But all in vain; each time I try,
That little idiot makes reply,
"I ain't had more nor seven!"

To borrow Wordsworth's name was wrong,
Or slightly misapplied;
And so I'd better call my song
"Lines after Ache-inside."

Henry Sambrooke Leigh [1837-1883]

After Wordsworth

Poor Lucy Lake was overgrown,
But somewhat underbrained.
She did not know enough, I own,
To go in when it rained.

Yet Lucy was constrained to go;
Green bedding, - you infer.
Few people knew she died, but oh,
The difference to her!

Newton Mackintosh [1858-

After Wordsworth

I journeyed, on a winter's day,
Across the lonely wold;
No bird did sing upon the spray,
And it was very cold.

I had a coach with horses four,
Three white (though one was black),
And on they went the common o'er,
Nor swiftness did they lack.

A little girl ran by my side,
And she was pinched and thin.
"Oh, please, sir, do give me a ride!
I'm fetching mother's gin."

"Enter my coach, sweet child," said I,
"For you shall ride with me;
And I will get you your supply
Of mother's eau-de-vie."

The publican was stern and cold,
And said: "Her mother's score
Is writ, as you shall soon behold,
Behind the bar-room door!"

I blotted out the score with tears,
And paid the money down;
And took the maid of thirteen years
Back to her mother's town.

And though the past with surges wild
Fond memories may sever,
The vision of that happy child
Will leave my spirits never!

Rudyard Kipling [1865-1936]

From "Alice in Wonderland"
After Southey

"You are old, Father William," the young man said,
"And your hair has become very white;
And yet you incessantly stand on your head -
Do you think, at your age, it is right?"

"In my youth," Father William replied to his son,
"I feared it might injure the brain;
But, now that I'm perfectly sure I have none,
Why, I do it again and again."

"You are old," said the youth, "as I mentioned before,
And have grown most uncommonly fat;
Yet you turned a back-somersault in at the door -
Pray, what is the reason of that?"

"In my youth," said the sage, as he shook his gray locks,
"I kept all my limbs very supple
By the use of this ointment - one shilling the box -
Allow me to sell you a couple?"

"You are old," said the youth, "and your jaws are too weak
For anything tougher than suet;
Yet you finished the goose, with the bones and the beak -
Pray, how did you manage to do it?"

"In my youth," said his father, "I took to the law,
And argued each case with my wife;
And the muscular strength which it gave to my jaw,
Has lasted the rest of my life."

"You are old," said the youth, "one would hardly suppose
That your eye was as steady as ever;
Yet you balanced an eel on the end of your nose -
What made you so awfully clever?"

"I have answered three questions and that is enough,"
Said his father; "don't give yourself airs!
Do you think I can listen all day to such stuff?
Be off, or I'll kick you downstairs!"

Lewis Carroll [1832-1898]

After Campbell

There came to port last Sunday night
The queerest little craft,
Without an inch of rigging on;
I looked and looked - and laughed!
It seemed so curious that she
Should cross the Unknown water,
And moor herself within my room -
My daughter!
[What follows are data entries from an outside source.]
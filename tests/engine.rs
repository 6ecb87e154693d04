use texture_buffers::bindings::TextureError;
use texture_buffers::bindings::coordinates::DestRect;
use texture_buffers::bindings::sampler::SamplerType;
use texture_buffers::bindings::texture_config::{CPUStrategy, TextureConfig};
use texture_buffers::images::{BoundDevice, Engine};
use texture_buffers::imp::{Command, SoftwareContext};
use texture_buffers::pixel_formats::PixelFormatDescriptor;

fn draws(device: &BoundDevice<SoftwareContext>) -> usize {
    device.context().journal().iter().filter(|c| c.is_draw()).count()
}

#[test]
fn screen_overlay_and_cursor() {
    let device = BoundDevice::bind(SoftwareContext::new(
        "GL_OES_texture_npot GL_OES_compressed_paletted_texture",
    ));
    let mut engine = Engine::new(&device);
    let screen = engine.add_layer(TextureConfig::new("game", PixelFormatDescriptor::CLUT8_RGB888));
    let overlay = engine.add_layer(
        TextureConfig::new("overlay", PixelFormatDescriptor::RGBA4444)
            .with_cpu_strategy(CPUStrategy::Mirrored),
    );
    let cursor = engine.add_layer(TextureConfig::new("cursor", PixelFormatDescriptor::CLUT8_RGBA8888));

    engine.layer_mut(screen).allocate(320, 200).unwrap();
    engine.layer_mut(overlay).allocate(640, 400).unwrap();
    engine.layer_mut(cursor).allocate(16, 16).unwrap();
    engine.layer_mut(cursor).set_key_color(0).unwrap();
    engine.set_destination(screen, Some(DestRect::new(0.0, 0.0, 640.0, 400.0)));
    engine.set_destination(cursor, Some(DestRect::new(100.0, 100.0, 16.0, 16.0)));

    let report = engine.render_frame();
    assert_eq!(report.drawn, vec![screen, overlay, cursor]);
    assert!(report.errors.is_empty());
    assert_eq!(draws(&device), 3);

    assert!(engine.render_frame().skipped);
    assert_eq!(draws(&device), 3);

    //moving the cursor redraws every visible layer, but only the cursor uploads
    device.context_mut().clear_journal();
    engine.layer_mut(cursor).update_buffer(0, 0, 1, 1, &[3], 1).unwrap();
    let report = engine.render_frame();
    assert_eq!(report.drawn.len(), 3);
    let cursor_handle = engine.layer(cursor).handle().unwrap();
    let uploads: Vec<Command> = device
        .context()
        .journal()
        .iter()
        .filter(|c| c.is_upload())
        .cloned()
        .collect();
    assert_eq!(
        uploads,
        vec![Command::UploadCompressed {
            texture: cursor_handle,
            width: 16,
            height: 16
        }]
    );
}

#[test]
fn context_loss_then_reinit() {
    let device = BoundDevice::bind(SoftwareContext::new(""));
    let mut engine = Engine::new(&device);
    let screen = engine.add_layer(
        TextureConfig::new("game", PixelFormatDescriptor::RGB888).with_cpu_strategy(CPUStrategy::Mirrored),
    );
    let cursor = engine.add_layer(TextureConfig::new("cursor", PixelFormatDescriptor::CLUT8_RGB888));
    engine.layer_mut(screen).allocate(8, 8).unwrap();
    engine.layer_mut(cursor).allocate(4, 4).unwrap();
    engine.render_frame();

    device.context_mut().lose_context();
    engine.force_redraw();
    let report = engine.render_frame();
    assert!(report.drawn.is_empty());
    assert_eq!(
        report.errors,
        vec![
            (screen, TextureError::ContextLost),
            (cursor, TextureError::ContextLost)
        ]
    );

    engine.reinit_all().unwrap();
    assert!(engine.layer(screen).is_fully_dirty());
    device.context_mut().clear_journal();
    let report = engine.render_frame();
    assert_eq!(report.drawn, vec![screen, cursor]);
    let uploads = device.context().journal().iter().filter(|c| c.is_upload()).count();
    assert_eq!(uploads, 2);
}

#[test]
fn filtering_reaches_every_layer() {
    let device = BoundDevice::bind(SoftwareContext::new(""));
    let mut engine = Engine::new(&device);
    let a = engine.add_layer(TextureConfig::new("a", PixelFormatDescriptor::RGB565));
    engine.layer_mut(a).allocate(4, 4).unwrap();
    engine.set_sampler(SamplerType::Linear).unwrap();
    let b = engine.add_layer(TextureConfig::new("b", PixelFormatDescriptor::RGB565));
    engine.layer_mut(b).allocate(4, 4).unwrap();

    let ctx = device.context();
    for id in [a, b] {
        let handle = engine.layer(id).handle().unwrap();
        assert_eq!(ctx.texture(handle).unwrap().sampler, SamplerType::Linear);
    }
}

#[test]
fn unallocated_layers_are_skipped() {
    let device = BoundDevice::bind(SoftwareContext::new(""));
    let mut engine = Engine::new(&device);
    let _overlay = engine.add_layer(TextureConfig::new("overlay", PixelFormatDescriptor::RGBA8888));
    let report = engine.render_frame();
    assert!(!report.skipped);
    assert!(report.drawn.is_empty());
    assert!(report.errors.is_empty());
}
O, my daughter!

Yet by these presents witness all
She's welcome fifty times,
And comes consigned in hope and love -
And common-metre rhymes.
She has no manifest but this;
No flag floats o'er the water;
She's too new for the British Lloyds -
My daughter! O, my daughter!

Ring out, wild bells - and tame ones too;
Ring out the lover's moon.
Ring in the little worsted socks,
Ring in the bib and spoon.
Ring out the muse, ring in the nurse,
Ring in the milk and water.
Away with paper, pen, and ink -
My daughter! O, my daughter!

George Washington Cable [1844-1925]

After Moore

'Twas ever thus from childhood's hour
My fondest hopes would not decay:
I never loved a tree or flower
Which was the first to fade away!
The garden, where I used to delve
Short-frocked, still yields me pinks in plenty;
The pear-tree that I climbed at twelve,
I see still blossoming, at twenty.

I never nursed a dear gazelle.
But I was given a paroquet -
How I did nurse him if unwell!
He's imbecile, but lingers yet.
He's green, with an enchanting tuft;
He melts me with his small black eye:
He'd look inimitable stuffed,
And knows it - but he will not die!

I had a kitten - I was rich
In pets - but all too soon my kitten
Became a full-sized cat, by which
I've more than once been scratched and bitten;
And when for sleep her limbs she curled
One day beside her untouched plateful,
And glided calmly from the world,
I freely own that I was grateful.

And then I bought a dog - a queen!
Ah, Tiny, dear departing pug!
She lives, but she is past sixteen,
And scarce can crawl across the rug.
I loved her beautiful and kind;
Delighted in her pert Bow-wow:
But now she snaps if you don't mind;
'Twere lunacy to love her now.

I used to think, should e'er mishap
Betide my crumple-visaged Ti,
In shape of prowling thief, or trap,
Or coarse bull-terrier - I should die.
But ah! disasters have their use;
And life might e'en be too sunshiny:
Nor would I make myself a goose,
If some big dog should swallow Tiny.

Charles Stuart Calverley [1831-1884]

After Moore

I never reared a young gazelle,
(Because, you see, I never tried);
But had it known and loved me well,
No doubt the creature would have died.
My rich and aged Uncle John
Has known me long and loves me well
But still persists in living on -
I would he were a young gazelle.

I never loved a tree or flower;
But, if I had, I beg to say
The blight, the wind, the sun, or shower
Would soon have withered it away.
I've dearly loved my Uncle John,
From childhood to the present hour,
And yet he will go living on -
I would he were a tree or flower!

Henry Sambrooke Leigh [1837-1883]

After Byron

Dear Mr. Editor: I wish to say -
If you will not be angry at my, writing it -
But I've been used, since childhood's happy day,
When I have thought of something, to inditing it;
I seldom think of things; and, by the way,
Although this meter may not be exciting, it
Enables one to be extremely terse,
Which is not what one always is in verse.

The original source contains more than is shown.